If you use the Serverless Framework, you can use the serverless-plugin-warmup plugin that does exactly that.
If not, you can copy it's behavior by creating a worker that will invoke the lambdas every few minutes to keep them warm. To do this, create a lambda that will invoke your other lambdas and schedule CloudWatch to trigger it every 5 minutes or so. Make sure to call your to-keep-warm lambdas with a custom event.source so you can exit them early without running any actual business code by putting the following code at the very beginning of the function:
if (event.source === 'just-keeping-warm) {
console.log('WarmUP - Lambda is warm!');
return callback(null, 'Lambda is warm!');
}
Depending on the number of lamdas you have to keep warm, this can be a lot of "warming" calls. AWS offers 1.000.000 free lambda calls every month though.

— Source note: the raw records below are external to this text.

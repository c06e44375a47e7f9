// src/models/notification.rs

use chrono::{DateTime, Utc};
use serde::Serialize;
use utoipa::ToSchema;
use uuid::Uuid;

#[derive(Debug, Clone, Copy, Serialize, PartialEq, Eq, ToSchema)]
#[serde(rename_all = "lowercase")]
pub enum NotificationKind {
    Visit,
}

// Vive só em memória: some ao dispensar ou ao reiniciar o servidor
#[derive(Debug, Clone, Serialize, ToSchema)]
#[serde(rename_all = "camelCase")]
pub struct Notification {
    pub id: Uuid,
    pub message: String,
    pub timestamp: DateTime<Utc>,
    pub read: bool,
    #[serde(rename = "type")]
    pub kind: NotificationKind,
}

// Evento publicado a cada visita inserida (o "change feed")
#[derive(Debug, Clone, Serialize, ToSchema)]
#[serde(rename_all = "camelCase")]
pub struct NewVisitEvent {
    pub visit_id: Uuid,
    pub salesperson_name: String,
    pub client_name: String,
    pub created_at: DateTime<Utc>,
}

impl NewVisitEvent {
    pub fn message(&self) -> String {
        format!("Nova visita: {} em {}", self.salesperson_name, self.client_name)
    }
}

#[derive(Debug, Serialize, ToSchema)]
#[serde(rename_all = "camelCase")]
pub struct NotificationList {
    pub notifications: Vec<Notification>,
    pub unread_count: usize,
}
// src/middleware/auth.rs

use axum::{
    extract::{FromRef, FromRequestParts, Request, State},
    http::request::Parts,
    middleware::Next,
    response::Response,
};
use axum_extra::{
    headers::{authorization::Bearer, Authorization},
    TypedHeader,
};

use crate::{
    common::error::{ApiError, AppError},
    config::AppState,
    middleware::i18n::Locale,
    models::auth::Profile,
};

// O middleware em si: valida o Bearer e pendura o perfil na requisição
pub async fn auth_guard(
    State(app_state): State<AppState>,
    locale: Locale,
    bearer: Option<TypedHeader<Authorization<Bearer>>>,
    mut request: Request,
    next: Next,
) -> Result<Response, ApiError> {
    let Some(TypedHeader(Authorization(bearer))) = bearer else {
        return Err(AppError::InvalidToken.to_api_error(&locale, &app_state.i18n_store));
    };

    let user = app_state
        .auth_service
        .validate_token(bearer.token())
        .await
        .map_err(|e| e.to_api_error(&locale, &app_state.i18n_store))?;

    request.extensions_mut().insert(user);
    Ok(next.run(request).await)
}

// Extrator para obter o usuário autenticado diretamente nos handlers
pub struct AuthenticatedUser(pub Profile);

impl<S> FromRequestParts<S> for AuthenticatedUser
where
    S: Send + Sync,
    AppState: FromRef<S>,
{
    type Rejection = ApiError;

    async fn from_request_parts(parts: &mut Parts, state: &S) -> Result<Self, Self::Rejection> {
        if let Some(user) = parts.extensions.get::<Profile>() {
            return Ok(AuthenticatedUser(user.clone()));
        }

        let app_state = AppState::from_ref(state);
        let header = parts
            .headers
            .get(axum::http::header::ACCEPT_LANGUAGE)
            .and_then(|v| v.to_str().ok());
        Err(AppError::InvalidToken.to_api_error(&Locale::from_header(header), &app_state.i18n_store))
    }
}
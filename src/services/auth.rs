// src/services/auth.rs

use bcrypt::{hash, verify};
use chrono::Utc;
use jsonwebtoken::{decode, encode, DecodingKey, EncodingKey, Header, Validation};
use sqlx::{Executor, PgPool, Postgres};
use uuid::Uuid;

use crate::{
    common::error::AppError,
    db::UserRepository,
    models::auth::{Claims, Profile, Role},
};

const TOKEN_TTL_DAYS: i64 = 7;
const RESET_TTL_HOURS: i64 = 1;

#[derive(Clone)]
pub struct AuthService {
    user_repo: UserRepository,
    jwt_secret: String,
    pool: PgPool,
}

pub fn normalize_email(email: &str) -> String {
    email.trim().to_lowercase()
}

impl AuthService {
    pub fn new(user_repo: UserRepository, jwt_secret: String, pool: PgPool) -> Self {
        Self { user_repo, jwt_secret, pool }
    }

    /// Cadastro público: todo novo perfil nasce como vendedor.
    pub async fn register_user(
        &self,
        email: &str,
        password: &str,
        full_name: &str,
    ) -> Result<String, AppError> {
        let hashed_password = hash_password(password).await?;

        let new_user = self
            .user_repo
            .create_user(
                &self.pool,
                &normalize_email(email),
                &hashed_password,
                full_name.trim(),
                Role::Salesperson,
            )
            .await?;

        tracing::info!(user_id = %new_user.id, "👤 Novo usuário cadastrado");
        self.create_token(new_user.id, new_user.token_version)
    }

    pub async fn login_user(&self, email: &str, password: &str) -> Result<String, AppError> {
        let user = self
            .user_repo
            .find_by_email(&normalize_email(email))
            .await?
            .ok_or(AppError::InvalidCredentials)?;

        let password_clone = password.to_owned();
        let password_hash_clone = user.password_hash.clone();

        // Executa a verificação em um thread separado
        let is_password_valid =
            tokio::task::spawn_blocking(move || verify(&password_clone, &password_hash_clone))
                .await
                .map_err(|e| anyhow::anyhow!("Falha na task de verificação de senha: {}", e))??;

        if !is_password_valid {
            return Err(AppError::InvalidCredentials);
        }
        if !user.active {
            return Err(AppError::InactiveAccount);
        }

        self.create_token(user.id, user.token_version)
    }

    /// Encerra todas as sessões do usuário.
    pub async fn logout(&self, user: &Profile) -> Result<(), AppError> {
        self.user_repo.bump_token_version(&self.pool, user.id).await?;
        Ok(())
    }

    pub async fn validate_token(&self, token: &str) -> Result<Profile, AppError> {
        let claims = self.decode_claims(token)?;

        let user = self
            .user_repo
            .find_by_id(claims.sub)
            .await?
            .ok_or(AppError::InvalidToken)?;

        // Token emitido antes de um logout ou troca de senha
        if user.token_version != claims.ver {
            return Err(AppError::InvalidToken);
        }
        if !user.active {
            return Err(AppError::InactiveAccount);
        }

        Ok(user)
    }

    /// Gera um token de recuperação se o e-mail existir. A entrega do e-mail
    /// fica com o operador: o link sai no log.
    pub async fn request_password_reset(&self, email: &str) -> Result<Option<Uuid>, AppError> {
        let Some(user) = self.user_repo.find_by_email(&normalize_email(email)).await? else {
            tracing::info!("Recuperação de senha pedida para e-mail desconhecido");
            return Ok(None);
        };

        let token = self.issue_reset_token(&self.pool, user.id).await?;
        log_reset_token(user.id, token);
        Ok(Some(token))
    }

    /// Grava um token de recuperação válido por uma hora. Quem chama decide
    /// a transação e registra o token depois de confirmá-la.
    pub async fn issue_reset_token<'e, E>(&self, executor: E, user_id: Uuid) -> Result<Uuid, AppError>
    where
        E: Executor<'e, Database = Postgres>,
    {
        let token = Uuid::new_v4();
        let expires_at = Utc::now() + chrono::Duration::hours(RESET_TTL_HOURS);

        self.user_repo
            .create_reset_token(executor, user_id, token, expires_at)
            .await?;

        Ok(token)
    }

    pub async fn reset_password(&self, token: Uuid, new_password: &str) -> Result<(), AppError> {
        let hashed_password = hash_password(new_password).await?;

        // Consumir o token e gravar a senha juntos: ou os dois, ou nenhum
        let mut tx = self.pool.begin().await?;

        let user_id = self
            .user_repo
            .consume_reset_token(&mut *tx, token)
            .await?
            .ok_or(AppError::InvalidResetToken)?;

        self.user_repo
            .update_password(&mut *tx, user_id, &hashed_password)
            .await?;

        tx.commit().await?;

        tracing::info!(user_id = %user_id, "🔑 Senha redefinida via token de recuperação");
        Ok(())
    }

    /// Troca a senha do usuário logado e devolve um token novo
    /// (os antigos deixam de valer).
    pub async fn change_password(&self, user: &Profile, new_password: &str) -> Result<String, AppError> {
        let hashed_password = hash_password(new_password).await?;
        let version = self
            .user_repo
            .update_password(&self.pool, user.id, &hashed_password)
            .await?;

        self.create_token(user.id, version)
    }

    pub fn decode_claims(&self, token: &str) -> Result<Claims, AppError> {
        let token_data = decode::<Claims>(
            token,
            &DecodingKey::from_secret(self.jwt_secret.as_ref()),
            &Validation::default(),
        )
        .map_err(|_| AppError::InvalidToken)?;

        Ok(token_data.claims)
    }

    pub fn create_token(&self, user_id: Uuid, version: i32) -> Result<String, AppError> {
        let now = Utc::now();
        let expires_at = now + chrono::Duration::days(TOKEN_TTL_DAYS);

        let claims = Claims {
            sub: user_id,
            ver: version,
            exp: expires_at.timestamp() as usize,
            iat: now.timestamp() as usize,
        };

        Ok(encode(
            &Header::default(),
            &claims,
            &EncodingKey::from_secret(self.jwt_secret.as_ref()),
        )?)
    }
}

// Sem serviço de e-mail: o token sai no log para o operador repassar
pub fn log_reset_token(user_id: Uuid, token: Uuid) {
    tracing::info!(user_id = %user_id, reset_token = %token, "✉️ Token de recuperação de senha emitido");
}

pub async fn hash_password(password: &str) -> Result<String, AppError> {
    let password_clone = password.to_owned();
    let hashed = tokio::task::spawn_blocking(move || hash(&password_clone, bcrypt::DEFAULT_COST))
        .await
        .map_err(|e| anyhow::anyhow!("Falha na task de hashing: {}", e))??;
    Ok(hashed)
}
//! Testes que precisam de um Postgres de verdade (DATABASE_URL).
//!
//! Cada teste recebe um banco novo com as migrações aplicadas.

mod common;

use chrono::{Duration, Utc};
use serde_json::json;
use small_checklist::{
    common::error::AppError,
    config::AppState,
    db::{seed, ClientRepository, UserRepository},
    models::{
        auth::{Profile, Role},
        legacy::LegacyCreateVisit,
        profile::CreateUserPayload,
        visit::{ClientCategory, CreateVisitPayload, UpdateVisitPayload},
    },
    services::auth::hash_password,
};
use sqlx::PgPool;

async fn seed_user(pool: &PgPool, email: &str, name: &str, role: Role) -> Profile {
    let hash = hash_password("Senha@123").await.expect("hash");
    UserRepository::new(pool.clone())
        .create_user(pool, email, &hash, name, role)
        .await
        .expect("profile")
}

fn state_for(pool: &PgPool) -> AppState {
    AppState::from_pool(pool.clone(), common::test_config()).expect("app state")
}

fn visit_payload(client: &str, category: &str, details: serde_json::Value) -> CreateVisitPayload {
    serde_json::from_value(json!({
        "clientName": client,
        "clientCategory": category,
        "region": "Campinas",
        "visitDate": Utc::now().date_naive(),
        "visitType": "prospeccao",
        "result": "alcancado",
        "details": details,
    }))
    .expect("payload")
}

fn legacy_payload(client: &str, date: chrono::NaiveDate) -> LegacyCreateVisit {
    serde_json::from_value(json!({
        "client_name": client,
        "date": date.to_string(),
        "type": "NEGOCIACAO",
        "result": "PARCIAL",
        "volume": 1200.0,
    }))
    .expect("legacy payload")
}

#[sqlx::test(migrations = "./migrations")]
async fn editing_an_old_visit_keeps_its_own_category(pool: PgPool) {
    let state = state_for(&pool);
    let seller = seed_user(&pool, "vendedor@teste.com", "Vendedor", Role::Salesperson).await;

    let first = state
        .visit_service
        .create_visit(
            &seller,
            visit_payload("Posto Central", "posto", json!({ "flag": "Ipiranga", "opportunity": "alta" })),
        )
        .await
        .expect("first visit");

    // O cliente muda de categoria depois da primeira visita
    state
        .visit_service
        .create_visit(&seller, visit_payload("Posto Central", "transporte", json!({ "vehicle_qty": 12 })))
        .await
        .expect("second visit");

    let update: UpdateVisitPayload = serde_json::from_value(json!({
        "visitDate": first.visit_date,
        "visitType": "negociacao",
        "result": "parcial",
        "details": { "flag": "Ipiranga", "opportunity": "alta", "vehicle_qty": 3 },
    }))
    .expect("update payload");

    let updated = state
        .visit_service
        .update_visit(&seller, first.id, update)
        .await
        .expect("update");

    assert_eq!(updated.client_category, ClientCategory::FuelStation);
    assert_eq!(updated.details, json!({ "flag": "Ipiranga", "opportunity": "alta" }));
}

#[sqlx::test(migrations = "./migrations")]
async fn failed_reset_token_rolls_back_the_new_user(pool: PgPool) {
    let state = state_for(&pool);
    sqlx::query("DROP TABLE password_resets")
        .execute(&pool)
        .await
        .expect("drop table");

    let payload = CreateUserPayload {
        full_name: "Nova Vendedora".into(),
        email: "nova@teste.com".into(),
        role: None,
    };
    let result = state.user_service.create_user(payload).await;
    assert!(matches!(result, Err(AppError::DatabaseError(_))));

    let (profiles,): (i64,) = sqlx::query_as("SELECT COUNT(*) FROM profiles WHERE email = $1")
        .bind("nova@teste.com")
        .fetch_one(&pool)
        .await
        .expect("count");
    assert_eq!(profiles, 0);
}

#[sqlx::test(migrations = "./migrations")]
async fn created_user_gets_a_reset_token(pool: PgPool) {
    let state = state_for(&pool);
    let payload = CreateUserPayload {
        full_name: "Nova Vendedora".into(),
        email: "Nova@Teste.com".into(),
        role: None,
    };
    let profile = state.user_service.create_user(payload).await.expect("user");
    assert_eq!(profile.email, "nova@teste.com");

    let (tokens,): (i64,) = sqlx::query_as("SELECT COUNT(*) FROM password_resets WHERE user_id = $1")
        .bind(profile.id)
        .fetch_one(&pool)
        .await
        .expect("count");
    assert_eq!(tokens, 1);
}

#[sqlx::test(migrations = "./migrations")]
async fn every_new_visit_reaches_privileged_inboxes(pool: PgPool) {
    let state = state_for(&pool);
    seed_user(&pool, "admin@teste.com", "Admin", Role::Admin).await;
    let manager = seed_user(&pool, "gestor@teste.com", "Gestora", Role::Manager).await;
    let seller = seed_user(&pool, "vendedor@teste.com", "Vendedor", Role::Salesperson).await;
    let hub = state.notification_hub.clone();

    state
        .visit_service
        .create_legacy_visit(legacy_payload("Posto Antigo", Utc::now().date_naive()))
        .await
        .expect("legacy visit");
    assert_eq!(hub.list(manager.id).await.len(), 1);

    state
        .visit_service
        .create_visit(&seller, visit_payload("Posto Novo", "posto", json!({})))
        .await
        .expect("visit");
    assert_eq!(hub.unread_count(manager.id).await, 2);
    assert!(hub.list(seller.id).await.is_empty());

    // Gestor desativado perde a caixa de entrada
    state.user_service.toggle_active(manager.id).await.expect("toggle");
    assert!(hub.list(manager.id).await.is_empty());
}

#[sqlx::test(migrations = "./migrations")]
async fn legacy_totals_include_visits_outside_the_chart(pool: PgPool) {
    let state = state_for(&pool);
    seed_user(&pool, "admin@teste.com", "Admin", Role::Admin).await;
    let today = Utc::now().date_naive();

    for (client, date) in [
        ("Posto Antigo", today - Duration::days(90)),
        ("Posto Antigo", today - Duration::days(45)),
        ("Transportadora", today),
    ] {
        state
            .visit_service
            .create_legacy_visit(legacy_payload(client, date))
            .await
            .expect("legacy visit");
    }

    let stats = state.dashboard_service.get_legacy_stats(today).await.expect("stats");
    assert_eq!(stats.total_visits, 3);
    assert_eq!(stats.unique_clients, 2);
    assert_eq!(stats.visits_by_period.len(), 7);
}

#[sqlx::test(migrations = "./migrations")]
async fn demo_seed_users_can_log_in_once(pool: PgPool) {
    let state = state_for(&pool);
    let users = UserRepository::new(pool.clone());
    let clients = ClientRepository::new(pool.clone());

    assert!(seed::seed_demo(&users, &clients, &pool).await.expect("seed"));
    assert!(!seed::seed_demo(&users, &clients, &pool).await.expect("second seed"));

    let token = state
        .auth_service
        .login_user("ana@visitlog.com", seed::DEMO_PASSWORD)
        .await
        .expect("login");
    assert!(!token.is_empty());
}
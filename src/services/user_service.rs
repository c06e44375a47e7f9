// src/services/user_service.rs

use std::path::PathBuf;
use std::sync::Arc;

use sqlx::PgPool;
use uuid::Uuid;

use crate::{
    common::error::AppError,
    db::UserRepository,
    models::{
        auth::{Profile, Role},
        profile::{normalize_phone, CreateUserPayload, UpdateProfilePayload, UserListQuery},
    },
    services::{
        auth::{hash_password, log_reset_token, normalize_email, AuthService},
        notification_service::NotificationHub,
    },
};

pub const MAX_AVATAR_BYTES: usize = 5 * 1024 * 1024;
const AVATAR_EXTENSIONS: &[&str] = &["png", "jpg", "jpeg", "webp", "gif"];
pub const AVATAR_URL_PREFIX: &str = "/avatars";

#[derive(Clone)]
pub struct UserService {
    user_repo: UserRepository,
    auth_service: AuthService,
    avatar_dir: PathBuf,
    hub: Arc<NotificationHub>,
    pool: PgPool,
}

impl UserService {
    pub fn new(
        user_repo: UserRepository,
        auth_service: AuthService,
        avatar_dir: PathBuf,
        hub: Arc<NotificationHub>,
        pool: PgPool,
    ) -> Self {
        Self { user_repo, auth_service, avatar_dir, hub, pool }
    }

    // =========================================================================
    //  PERFIL PRÓPRIO
    // =========================================================================

    pub async fn update_me(&self, user: &Profile, payload: UpdateProfilePayload) -> Result<Profile, AppError> {
        let phone = payload
            .phone
            .as_deref()
            .map(normalize_phone)
            .filter(|p| !p.is_empty());

        self.user_repo
            .update_profile(user.id, payload.full_name.trim(), phone.as_deref(), payload.avatar_url.as_deref())
            .await?
            .ok_or(AppError::UserNotFound)
    }

    /// Grava a imagem no diretório de avatares e devolve a URL pública.
    pub async fn upload_avatar(&self, user: &Profile, original_name: &str, bytes: &[u8]) -> Result<String, AppError> {
        if bytes.is_empty() {
            return Err(AppError::InvalidUpload("arquivo vazio".into()));
        }
        if bytes.len() > MAX_AVATAR_BYTES {
            return Err(AppError::InvalidUpload("arquivo maior que 5 MB".into()));
        }

        let file_name = avatar_file_name(user.id, original_name)?;
        tokio::fs::create_dir_all(&self.avatar_dir).await?;
        tokio::fs::write(self.avatar_dir.join(&file_name), bytes).await?;

        let url = format!("{AVATAR_URL_PREFIX}/{file_name}");
        self.user_repo.set_avatar(user.id, &url).await?;

        tracing::info!(user_id = %user.id, file = %file_name, "🖼️ Avatar atualizado");
        Ok(url)
    }

    // =========================================================================
    //  ADMINISTRAÇÃO
    // =========================================================================

    pub async fn list_users(&self, query: &UserListQuery) -> Result<Vec<Profile>, AppError> {
        let users = self.user_repo.list_all().await?;
        Ok(users.into_iter().filter(|u| query.matches(u)).collect())
    }

    /// Cria a conta com uma senha aleatória que ninguém conhece e emite um
    /// token de recuperação para o convidado definir a própria senha.
    pub async fn create_user(&self, payload: CreateUserPayload) -> Result<Profile, AppError> {
        let temporary_password = Uuid::new_v4().simple().to_string();
        let hashed_password = hash_password(&temporary_password).await?;

        // Conta e token nascem juntos: sem o token, ninguém conheceria a senha
        let mut tx = self.pool.begin().await?;

        let profile = self
            .user_repo
            .create_user(
                &mut *tx,
                &normalize_email(&payload.email),
                &hashed_password,
                payload.full_name.trim(),
                payload.role.unwrap_or(Role::Salesperson),
            )
            .await?;
        let token = self.auth_service.issue_reset_token(&mut *tx, profile.id).await?;

        tx.commit().await?;

        log_reset_token(profile.id, token);
        tracing::info!(user_id = %profile.id, "👥 Usuário criado pelo administrador");
        Ok(profile)
    }

    pub async fn toggle_active(&self, id: Uuid) -> Result<Profile, AppError> {
        let profile = self
            .user_repo
            .toggle_active(id)
            .await?
            .ok_or(AppError::UserNotFound)?;
        tracing::info!(user_id = %id, active = profile.active, "Status do usuário alterado");
        self.drop_inbox_unless_notified(&profile).await;
        Ok(profile)
    }

    pub async fn set_role(&self, id: Uuid, role: Role) -> Result<Profile, AppError> {
        let profile = self
            .user_repo
            .set_role(id, role)
            .await?
            .ok_or(AppError::UserNotFound)?;
        self.drop_inbox_unless_notified(&profile).await;
        Ok(profile)
    }

    pub async fn delete_user(&self, admin: &Profile, id: Uuid) -> Result<(), AppError> {
        if admin.id == id {
            return Err(AppError::CannotDeleteSelf);
        }
        if !self.user_repo.delete(id).await? {
            return Err(AppError::UserNotFound);
        }
        self.hub.clear(id).await;
        tracing::info!(user_id = %id, by = %admin.id, "Usuário excluído");
        Ok(())
    }

    // Só gestores e administradores ativos recebem notificações
    async fn drop_inbox_unless_notified(&self, profile: &Profile) {
        if !receives_notifications(profile) {
            self.hub.clear(profile.id).await;
        }
    }

    pub async fn list_all(&self) -> Result<Vec<Profile>, AppError> {
        self.user_repo.list_all().await
    }
}

pub fn receives_notifications(profile: &Profile) -> bool {
    profile.active && profile.role.is_privileged()
}

/// Nome do arquivo salvo: `<id do usuário>-<uuid>.<extensão>`.
pub fn avatar_file_name(user_id: Uuid, original_name: &str) -> Result<String, AppError> {
    let extension = original_name
        .rsplit_once('.')
        .map(|(_, ext)| ext.to_lowercase())
        .filter(|ext| AVATAR_EXTENSIONS.contains(&ext.as_str()))
        .ok_or_else(|| AppError::InvalidUpload(format!("extensão não suportada: {original_name}")))?;

    Ok(format!("{}-{}.{}", user_id, Uuid::new_v4(), extension))
}

#[cfg(test)]
mod tests {
    use super::*;
    use crate::models::profile::tests::profile;

    #[test]
    fn only_active_privileged_users_keep_an_inbox() {
        let mut manager = profile("Ana Silva", "ana@visitlog.com", Role::Manager);
        assert!(receives_notifications(&manager));

        manager.active = false;
        assert!(!receives_notifications(&manager));

        let salesperson = profile("Ricardo Mendes", "ricardo@visitlog.com", Role::Salesperson);
        assert!(!receives_notifications(&salesperson));
    }

    #[test]
    fn avatar_name_keeps_owner_and_extension() {
        let user_id = Uuid::new_v4();
        let name = avatar_file_name(user_id, "Minha Foto.JPG").unwrap();

        assert!(name.starts_with(&format!("{user_id}-")));
        assert!(name.ends_with(".jpg"));
    }

    #[test]
    fn avatar_rejects_unknown_or_missing_extensions() {
        let user_id = Uuid::new_v4();
        assert!(matches!(avatar_file_name(user_id, "script.sh"), Err(AppError::InvalidUpload(_))));
        assert!(matches!(avatar_file_name(user_id, "semextensao"), Err(AppError::InvalidUpload(_))));
    }
}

We have used AWS Lambda quite successfully with reasonable and acceptable response times. (REST/JSON based API + AWS Lambda + Dynamo DB Access).
The latency that we measured always had the least amount of time spent in invoking functions and large amount of time in application logic.
There are warm up techniques as mentioned in the above posts.
Very interested in getting hands-on with Serverless in 2018. Already looking to implement usage of AWS Lambda in several decentralized app projects. However, I don't yet understand how you can prevent abuse of your endpoint from a 3rd-party app (perhaps even a competitor), from driving up your usage costs.
I'm not talking about a DDoS, or where all the traffic is coming from a single IP, which can happen on any network, but specifically having a 3rd-party app's customers directly make the REST calls, which cause your usage costs to rise, because their app is piggy-backing on your "open" endpoints.
For example:
I wish to create an endpoint on AWS Lambda to give me the current price of Ethereum ETH/USD. What would prevent another (or every) dapp developer from using MY lambda endpoint and causing excessive billing charges to my account?
When you deploy an endpoint that is open to the world, you're opening it to be used, but also to be abused.
AWS provides services to avoid common abuse methods, such as AWS Shield, which mitigates against DDoS, etc., however, they do not know what is or is not abuse of your Lambda function, as you are asking.
If your Lambda function is private, then you should use one of the API gateway security mechanisms to prevent abuse:
IAM security
API key security
Custom security authorization
With one of these in place, your Lambda function can only by called by authorized users. Without one of these in place, there is no way to prevent the type of abuse you're concerned about.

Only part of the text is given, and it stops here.